In ihren letzten Tagen war sie ganz verinnerlicht. „Dieser Baum da ist der einzige Freund in meinen Einsamkeiten“, meinte sie und wies durchs Fenster der Baracke. Draußen stand ein Kastanienbaum gerade in Blüte, und wenn man sich zur Pritsche der Kranken hinabbeugte, konnte man, durch das kleine Fenster der Revierbaracke, eben noch einen grünenden Zweig mit zwei Blütenkerzen wahrnehmen. „Mit diesem Baum spreche ich öfters“, sagt sie dann. Da werde ich stutzig und weiß nicht, wie ich ihre Worte zu deuten habe. Sollte sie delirant sein und zeitweise halluzinieren? Darum frage ich neugierig, ob der Baum ihr vielleicht auch antworte - ja? - und was er ihr da sage.

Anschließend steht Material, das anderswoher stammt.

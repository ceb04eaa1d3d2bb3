//! Hall of fame: the best distinct solutions seen across a run.

use std::cmp::Ordering;

use super::genome::genome_distance;
use super::search::Individual;

/// Bounded archive of the best distinct individuals.
///
/// Entries are kept sorted best first by lexicographic fitness. Identical
/// gene vectors are stored once. With a positive `diversity_threshold`, a
/// newcomer closer than the threshold to an archived entry only displaces
/// that entry when it is strictly better.
#[derive(Debug, Clone, Default)]
pub struct SolutionArchive {
    entries: Vec<Individual>,
    max_size: usize,
    diversity_threshold: f64,
}

impl SolutionArchive {
    /// Create a new archive.
    pub fn new(max_size: usize, diversity_threshold: f64) -> Self {
        Self {
            entries: Vec::with_capacity(max_size),
            max_size,
            diversity_threshold,
        }
    }

    /// Offer an evaluated, feasible individual. Returns whether it was stored.
    pub fn offer(&mut self, candidate: &Individual) -> bool {
        if self.max_size == 0 {
            return false;
        }
        let Some(fitness) = candidate.fitness.as_ref() else {
            return false;
        };
        if fitness.is_degenerate() {
            return false;
        }

        let mut displaced = None;
        for (i, archived) in self.entries.iter().enumerate() {
            let distance = genome_distance(&candidate.genes, &archived.genes);
            if distance == 0.0 {
                return false;
            }
            if distance < self.diversity_threshold {
                let Some(existing) = archived.fitness.as_ref() else {
                    continue;
                };
                if fitness.cmp_lexicographic(existing) != Ordering::Greater {
                    return false;
                }
                displaced.get_or_insert(i);
            }
        }

        if let Some(i) = displaced {
            self.entries.remove(i);
        } else if self.entries.len() >= self.max_size
            && let Some(worst) = self.entries.last().and_then(|w| w.fitness.as_ref())
            && fitness.cmp_lexicographic(worst) != Ordering::Greater
        {
            return false;
        }

        let position = self
            .entries
            .iter()
            .position(|e| {
                e.fitness
                    .as_ref()
                    .is_none_or(|f| fitness.cmp_lexicographic(f) == Ordering::Greater)
            })
            .unwrap_or(self.entries.len());
        self.entries.insert(position, candidate.clone());
        self.entries.truncate(self.max_size);
        true
    }

    /// Offer every individual; returns how many were stored.
    pub fn update<'a, I>(&mut self, individuals: I) -> usize
    where
        I: IntoIterator<Item = &'a Individual>,
    {
        individuals
            .into_iter()
            .filter(|ind| self.offer(ind))
            .count()
    }

    /// Archived individuals, best first.
    pub fn entries(&self) -> &[Individual] {
        &self.entries
    }

    pub fn best(&self) -> Option<&Individual> {
        self.entries.first()
    }

    pub fn len(&self) -> usize {
        self.entries.len()
    }

    pub fn is_empty(&self) -> bool {
        self.entries.is_empty()
    }

    pub fn clear(&mut self) {
        self.entries.clear();
    }
}

#[cfg(test)]
mod tests {
    use super::*;
    use crate::compute::evolution::fitness::Fitness;
    use crate::compute::evolution::genome::Genes;

    fn individual(id: u64, bits: &[bool], coverage: f64) -> Individual {
        Individual {
            id,
            genes: Genes::from_vec(bits.to_vec()),
            fitness: Some(Fitness {
                coverage,
                installations: bits.iter().filter(|&&b| b).count(),
                cost: 0.0,
                objectives: vec![coverage],
            }),
            generation: 0,
            parents: Vec::new(),
        }
    }

    #[test]
    fn test_keeps_best_sorted_and_bounded() {
        let mut archive = SolutionArchive::new(2, 0.0);
        assert!(archive.offer(&individual(1, &[true, false, false], 1.0)));
        assert!(archive.offer(&individual(2, &[false, true, false], 3.0)));
        assert!(archive.offer(&individual(3, &[false, false, true], 2.0)));
        // Worse than everything in a full archive.
        assert!(!archive.offer(&individual(4, &[true, true, false], 0.5)));

        let ids: Vec<u64> = archive.entries().iter().map(|e| e.id).collect();
        assert_eq!(ids, vec![2, 3]);
        assert_eq!(archive.best().map(|b| b.id), Some(2));
    }

    #[test]
    fn test_identical_genes_stored_once() {
        let mut archive = SolutionArchive::new(5, 0.0);
        assert!(archive.offer(&individual(1, &[true, false], 1.0)));
        assert!(!archive.offer(&individual(2, &[true, false], 1.0)));
        assert_eq!(archive.len(), 1);
    }

    #[test]
    fn test_rejects_degenerate_and_unevaluated() {
        let mut archive = SolutionArchive::new(5, 0.0);
        assert!(!archive.offer(&individual(1, &[false, false], 0.0)));

        let mut unevaluated = individual(2, &[true, false], 1.0);
        unevaluated.fitness = None;
        assert!(!archive.offer(&unevaluated));
        assert!(archive.is_empty());
    }

    #[test]
    fn test_diversity_threshold_displaces_close_worse_entry() {
        let mut archive = SolutionArchive::new(5, 0.5);
        assert!(archive.offer(&individual(1, &[true, true, false, false], 1.0)));
        // Distance 0.25 to entry 1 and worse: rejected.
        assert!(!archive.offer(&individual(2, &[true, true, true, false], 0.5)));
        // Distance 0.25 and better: displaces entry 1.
        assert!(archive.offer(&individual(3, &[true, false, false, false], 2.0)));
        // Far from everything: stored alongside.
        assert!(archive.offer(&individual(4, &[false, true, true, true], 0.7)));

        let ids: Vec<u64> = archive.entries().iter().map(|e| e.id).collect();
        assert_eq!(ids, vec![3, 4]);
    }
}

Darauf gibt sie mir zur Antwort: „Er hat mir gesagt: Ich bin da - ich - bin - da - ich bin das Leben, das ewige Leben …“ (8)

 

Es gilt das gesprochene Wort.

 


 

Literaturangaben:

 

  1. Viktor E. Frankl: Trotzdem Ja zum Leben sagen, S.103.
  2. Elisabeth Lukas: Der Schlüssel zu einem sinnvollen Leben, S.20.
  3. Elisabeth Lukas: Der Schlüssel zu einem sinnvollen Leben, S.29-30.
  4. Elisabeth Lukas: Der Schlüssel zu einem sinnvollen Leben, S. 177.
  5. Viktor E. Frankl: Ärztliche Seelsorge, S.83.
  6. Elisabeth Lukas: Der Schlüssel zu einem sinnvollen Leben, S.106.
  7. Viktor E. Frankl: Ärztliche Seelsorge, S.150.
  8. Viktor E. Frankl: Trotzdem Ja zum Leben sagen, S.106-107.